Gather, from the listing beneath this task, every line holding the string "failed".
________________________________________
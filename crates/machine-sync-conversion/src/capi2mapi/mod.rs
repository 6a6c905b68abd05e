//! Cluster API to Machine API conversion
//!
//! Each infrastructure platform implements [`ProviderSpecMapper`], which turns
//! the platform's infrastructure machine into a Machine API provider config.
//! The assemblers in this module are platform independent: they run the
//! mapper, the generic metadata conversion and the payload encoder, collect
//! every error along the way and return either a complete Machine API object
//! or one aggregate error.
//!
//! # Example
//!
//! ```ignore
//! use machine_sync_conversion::{MachineAndInfrastructureMachine, PowerVsMachineConversion};
//!
//! let conversion =
//!     PowerVsMachineConversion::new(Some(&machine), Some(&powervs_machine), Some(&cluster));
//! let (result, warnings) = conversion.to_machine();
//! for warning in &warnings {
//!     tracing::warn!(%warning, "lossy conversion");
//! }
//! let mapi_machine = result?;
//! ```

mod machine;
mod machine_set;
mod powervs;
pub mod provider_spec;
pub mod reference;

pub use machine::from_capi_machine_to_mapi_machine;
pub use machine_set::{from_capi_machine_set_to_mapi_machine_set, SUPPORTED_DELETE_POLICIES};
pub use powervs::{
    PowerVsMachineConversion, PowerVsMachineSetConversion, PowerVsProviderSpecMapper,
    ERR_MACHINE_POWERVS_MACHINE_POWERVS_CLUSTER_NIL,
    ERR_MACHINE_SET_POWERVS_TEMPLATE_POWERVS_CLUSTER_NIL,
};

use k8s_openapi::apimachinery::pkg::apis::meta::v1::ObjectMeta;
use kube::ResourceExt;
use serde::Serialize;
use tracing::debug;

use machine_sync_common::crd::mapi::RawExtension;
use machine_sync_common::crd::{capi, mapi};
use machine_sync_common::{Error, ErrorList, Result};

use provider_spec::raw_extension_from_provider_spec;

/// A Cluster API Machine together with its infrastructure machine
pub trait MachineAndInfrastructureMachine {
    /// Convert into a Machine API Machine
    ///
    /// Warnings are returned whether or not the conversion succeeded.
    fn to_machine(&self) -> (Result<mapi::Machine>, Vec<String>);
}

/// A Cluster API MachineSet together with its infrastructure machine template
pub trait MachineSetAndMachineTemplate {
    /// Convert into a Machine API MachineSet
    ///
    /// Warnings are returned whether or not the conversion succeeded.
    fn to_machine_set(&self) -> (Result<mapi::MachineSet>, Vec<String>);
}

/// Platform-specific mapping from infrastructure resources to a provider config
///
/// Implementations resolve every reference field independently and report
/// all failures at once. The returned config is always stamped with the
/// platform kind and apiVersion, even when errors were found.
pub trait ProviderSpecMapper {
    /// The Machine API provider config carried in `spec.providerSpec.value`
    type ProviderConfig: Serialize;

    /// Build the provider config for `machine`
    fn to_provider_config(
        &self,
        machine: &capi::Machine,
    ) -> ProviderConfigConversion<Self::ProviderConfig>;
}

/// Best-effort provider config plus what went wrong producing it
#[derive(Clone, Debug, PartialEq)]
pub struct ProviderConfigConversion<T> {
    /// The mapped config, populated as far as the inputs allowed
    pub config: T,
    /// Lossy but acceptable translations
    pub warnings: Vec<String>,
    /// Fields that could not be converted
    pub errors: ErrorList,
}

/// Convert a Cluster API Machine with a platform mapper
///
/// Never stops at the first failure: mapper errors, generic conversion
/// errors and encoding errors are all collected into one aggregate.
pub fn convert_machine<P: ProviderSpecMapper>(
    machine: &capi::Machine,
    mapper: &P,
) -> (Result<mapi::Machine>, Vec<String>) {
    let name = machine.name_any();
    debug!(machine = %name, "converting Machine to MAPI");

    let ProviderConfigConversion {
        config,
        warnings,
        errors: mapper_errors,
    } = mapper.to_provider_config(machine);
    let mut errors: Vec<Error> = mapper_errors.into_iter().map(Error::Field).collect();

    let (mut mapi_machine, machine_errors) = from_capi_machine_to_mapi_machine(machine);
    errors.extend(machine_errors.into_iter().map(Error::Field));

    let raw = raw_extension_from_provider_spec(Some(&config)).unwrap_or_else(|err| {
        errors.push(err);
        RawExtension::default()
    });
    mapi_machine.spec.provider_spec.value = Some(raw);

    match Error::aggregate(errors) {
        Some(err) => {
            debug!(machine = %name, error = %err, "Machine conversion failed");
            (Err(err), warnings)
        }
        None => (Ok(mapi_machine), warnings),
    }
}

/// Convert a Cluster API MachineSet, deriving its template from `machine`
///
/// `machine` is the single-machine view synthesized from the set's template.
/// Its errors do not stop the set-level conversion, so both are reported.
pub fn convert_machine_set<M: MachineAndInfrastructureMachine>(
    machine_set: &capi::MachineSet,
    machine: &M,
) -> (Result<mapi::MachineSet>, Vec<String>) {
    let name = machine_set.name_any();
    debug!(machine_set = %name, "converting MachineSet to MAPI");

    let mut errors = Vec::new();
    let (machine_result, warnings) = machine.to_machine();

    let (mut mapi_machine_set, set_errors) = from_capi_machine_set_to_mapi_machine_set(machine_set);

    match machine_result {
        Ok(mapi_machine) => {
            mapi_machine_set.spec.template.metadata = ObjectMeta {
                labels: mapi_machine.metadata.labels,
                annotations: mapi_machine.metadata.annotations,
                ..Default::default()
            };
            mapi_machine_set.spec.template.spec = mapi_machine.spec;
        }
        Err(err) => errors.push(err),
    }
    errors.extend(set_errors.into_iter().map(Error::Field));

    match Error::aggregate(errors) {
        Some(err) => {
            debug!(machine_set = %name, error = %err, "MachineSet conversion failed");
            (Err(err), warnings)
        }
        None => (Ok(mapi_machine_set), warnings),
    }
}
//! Platform-independent conversion of Cluster API Machine metadata and spec
//!
//! Produces the skeleton Machine API Machine that a platform mapping then
//! completes by filling `spec.providerSpec.value`.

use std::collections::BTreeMap;

use k8s_openapi::apimachinery::pkg::apis::meta::v1::ObjectMeta;
use machine_sync_common::crd::{capi, mapi};
use machine_sync_common::{
    ErrorList, FieldError, Path, CAPI_CLUSTER_NAME_LABEL, CAPI_PRE_DRAIN_HOOK_PREFIX,
    CAPI_PRE_TERMINATE_HOOK_PREFIX, MAPI_CLUSTER_NAME_LABEL,
};

/// Convert the generic parts of a Cluster API Machine
///
/// Always returns a skeleton; fields that have no Machine API equivalent are
/// reported in the error list instead of aborting the conversion.
pub fn from_capi_machine_to_mapi_machine(
    capi_machine: &capi::Machine,
) -> (mapi::Machine, ErrorList) {
    let mut errors = ErrorList::new();
    let meta = &capi_machine.metadata;

    let labels = convert_labels(meta.labels.as_ref());
    let (annotations, lifecycle_hooks) = convert_annotations(
        meta.annotations.as_ref(),
        &Path::new("metadata").child("annotations"),
        &mut errors,
    );

    errors.extend(unsupported_spec_fields(&capi_machine.spec, &Path::new("spec")));

    let spec = mapi::MachineSpec {
        lifecycle_hooks,
        provider_id: capi_machine.spec.provider_id.clone(),
        ..Default::default()
    };

    let mut machine = mapi::Machine::new(meta.name.as_deref().unwrap_or_default(), spec);
    machine.metadata = ObjectMeta {
        name: meta.name.clone(),
        namespace: meta.namespace.clone(),
        labels,
        annotations,
        ..Default::default()
    };

    (machine, errors)
}

/// Translate Cluster API labels to their Machine API equivalents
///
/// Only existing keys are renamed; `spec.clusterName` never adds a label.
pub(crate) fn convert_labels(
    labels: Option<&BTreeMap<String, String>>,
) -> Option<BTreeMap<String, String>> {
    labels.map(|labels| {
        labels
            .iter()
            .map(|(key, value)| (convert_label_key(key), value.clone()))
            .collect()
    })
}

/// Rename a single label key from Cluster API to Machine API conventions
pub(crate) fn convert_label_key(key: &str) -> String {
    if key == CAPI_CLUSTER_NAME_LABEL {
        MAPI_CLUSTER_NAME_LABEL.to_string()
    } else {
        key.to_string()
    }
}

/// Split lifecycle hook annotations out of the annotation map
fn convert_annotations(
    annotations: Option<&BTreeMap<String, String>>,
    path: &Path,
    errors: &mut ErrorList,
) -> (Option<BTreeMap<String, String>>, mapi::LifecycleHooks) {
    let mut hooks = mapi::LifecycleHooks::default();
    let Some(annotations) = annotations else {
        return (None, hooks);
    };

    let mut remaining = BTreeMap::new();
    for (key, owner) in annotations {
        let (hook_name, target) = if let Some(name) = key.strip_prefix(CAPI_PRE_DRAIN_HOOK_PREFIX) {
            (name, &mut hooks.pre_drain)
        } else if let Some(name) = key.strip_prefix(CAPI_PRE_TERMINATE_HOOK_PREFIX) {
            (name, &mut hooks.pre_terminate)
        } else {
            remaining.insert(key.clone(), owner.clone());
            continue;
        };

        if hook_name.is_empty() {
            errors.push(FieldError::invalid(
                &path.key(key.as_str()),
                owner,
                "lifecycle hook annotation must include a hook name",
            ));
            continue;
        }
        target.push(mapi::LifecycleHook {
            name: hook_name.to_string(),
            owner: owner.clone(),
        });
    }

    let remaining = if remaining.is_empty() {
        None
    } else {
        Some(remaining)
    };
    (remaining, hooks)
}

/// Fields of a Cluster API Machine spec the Machine API cannot express
fn unsupported_spec_fields(spec: &capi::MachineSpec, path: &Path) -> ErrorList {
    [
        ("nodeDrainTimeout", &spec.node_drain_timeout),
        ("nodeVolumeDetachTimeout", &spec.node_volume_detach_timeout),
        ("nodeDeletionTimeout", &spec.node_deletion_timeout),
    ]
    .into_iter()
    .filter_map(|(field, value)| {
        value.as_ref().map(|value| {
            FieldError::invalid(
                &path.child(field),
                value,
                format!("{field} is not supported in MAPI"),
            )
        })
    })
    .collect()
}
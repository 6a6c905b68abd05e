//! Opaque serialized payload embedded in a resource
//!
//! On the wire the payload is inlined as the JSON object it contains, or
//! `null` when there are no bytes. An empty `RawExtension` is the valid
//! representation of "no provider config".

use schemars::JsonSchema;
use serde::de::Error as _;
use serde::ser::Error as _;
use serde::{Deserialize, Deserializer, Serialize, Serializer};

/// Serialized bytes of an embedded, self-describing object
#[derive(Clone, Debug, Default, PartialEq, Eq)]
pub struct RawExtension {
    /// JSON-encoded object; empty means "no payload"
    pub raw: Vec<u8>,
}

impl RawExtension {
    /// Wrap already-serialized JSON bytes
    pub fn from_raw(raw: Vec<u8>) -> Self {
        Self { raw }
    }

    /// Returns true if the extension carries no payload
    pub fn is_empty(&self) -> bool {
        self.raw.is_empty()
    }
}

impl Serialize for RawExtension {
    fn serialize<S>(&self, serializer: S) -> Result<S::Ok, S::Error>
    where
        S: Serializer,
    {
        if self.raw.is_empty() {
            return serializer.serialize_none();
        }
        let value: serde_json::Value = serde_json::from_slice(&self.raw).map_err(S::Error::custom)?;
        value.serialize(serializer)
    }
}

impl<'de> Deserialize<'de> for RawExtension {
    fn deserialize<D>(deserializer: D) -> Result<Self, D::Error>
    where
        D: Deserializer<'de>,
    {
        match Option::<serde_json::Value>::deserialize(deserializer)? {
            None | Some(serde_json::Value::Null) => Ok(Self::default()),
            Some(value) => serde_json::to_vec(&value)
                .map(Self::from_raw)
                .map_err(D::Error::custom),
        }
    }
}

impl JsonSchema for RawExtension {
    fn schema_name() -> String {
        "RawExtension".to_string()
    }

    fn json_schema(_gen: &mut schemars::gen::SchemaGenerator) -> schemars::schema::Schema {
        // Any object; the consumer decodes it by its embedded kind
        let mut schema = schemars::schema::SchemaObject {
            instance_type: Some(schemars::schema::InstanceType::Object.into()),
            metadata: Some(Box::new(schemars::schema::Metadata {
                description: Some("Serialized provider-specific configuration".to_string()),
                ..Default::default()
            })),
            ..Default::default()
        };
        schema.extensions.insert(
            "x-kubernetes-preserve-unknown-fields".to_string(),
            serde_json::Value::Bool(true),
        );
        schemars::schema::Schema::Object(schema)
    }
}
________________________________________
● **Answer space**
            debug!(machine = %name, error = %err, "Machine conversion failed");
            debug!(machine_set = %name, error = %err, "MachineSet conversion failed");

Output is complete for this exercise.